The disparity in estimates will be the primary point of contention during the second phase of the civil trial that is currently in progress in a federal court in New Orleans. The new numbers have the potential to cut the maximum Clean Water penalties BP could have to pay by $7 billion.
If BP is found to be “grossly negligent,” a key determination that will be made during the trial, its fine under the Clean Water Act could be as much as $17.6 billion based on the government’s calculations and a maximum fine of $4,300 per barrel. But if BP is not found to be ”no more than negligent,” a $1,100-per-barrel fine will be used to calculate the company’s penalties. Based on Blunt’s calculation, the maximum penalty would be $10.6 billion.
A ruling on negligence is expected later this summer, while the second portion of the trial is scheduled to begin in September.
BP has already committed $8.5 billion to plaintiffs in one settlement, a figure that could increase as payments are still being made. The company also paid $9 billion in other claims, settled 14 criminal charges with a guilty plea and a fine of $4 billion, and incurred $14 billion in clean-up costs for the damage done to the Gulf of Mexico and surrounding coastline. This has put a huge strain on the company: accounting provisions have totaled $42 billion — a figure that represents close to 30 percent of its stock market value, and it has sold assets worth $38 billion to cover its financial obligations. Together, these moves have cut $5 billion per year from its cash flow — which is a basic money-making measurement.

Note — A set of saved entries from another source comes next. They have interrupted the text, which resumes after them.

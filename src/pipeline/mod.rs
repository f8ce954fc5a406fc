pub mod decode;
pub mod execute;
pub mod fetch;
pub mod instruction;
pub mod memory;
pub mod pipeline;
pub mod write_back;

The reason for the difference in the calculations, according to Blunt, is that government experts switched the method used to calculate the flow rate, which caused the higher, and what he believes erroneous, total. Blunt said that the main difference between his estimate and those of several U.S. experts is that they doubled the “compressibility from the value measured on Macondo rock samples.” Compressibility is a measure that determines how much oil is released for a reservoir as the pressure drops. He added that if U.S. experts used the same rock compressibility that he did, they would obtain about the same value for cumulative flow as he did.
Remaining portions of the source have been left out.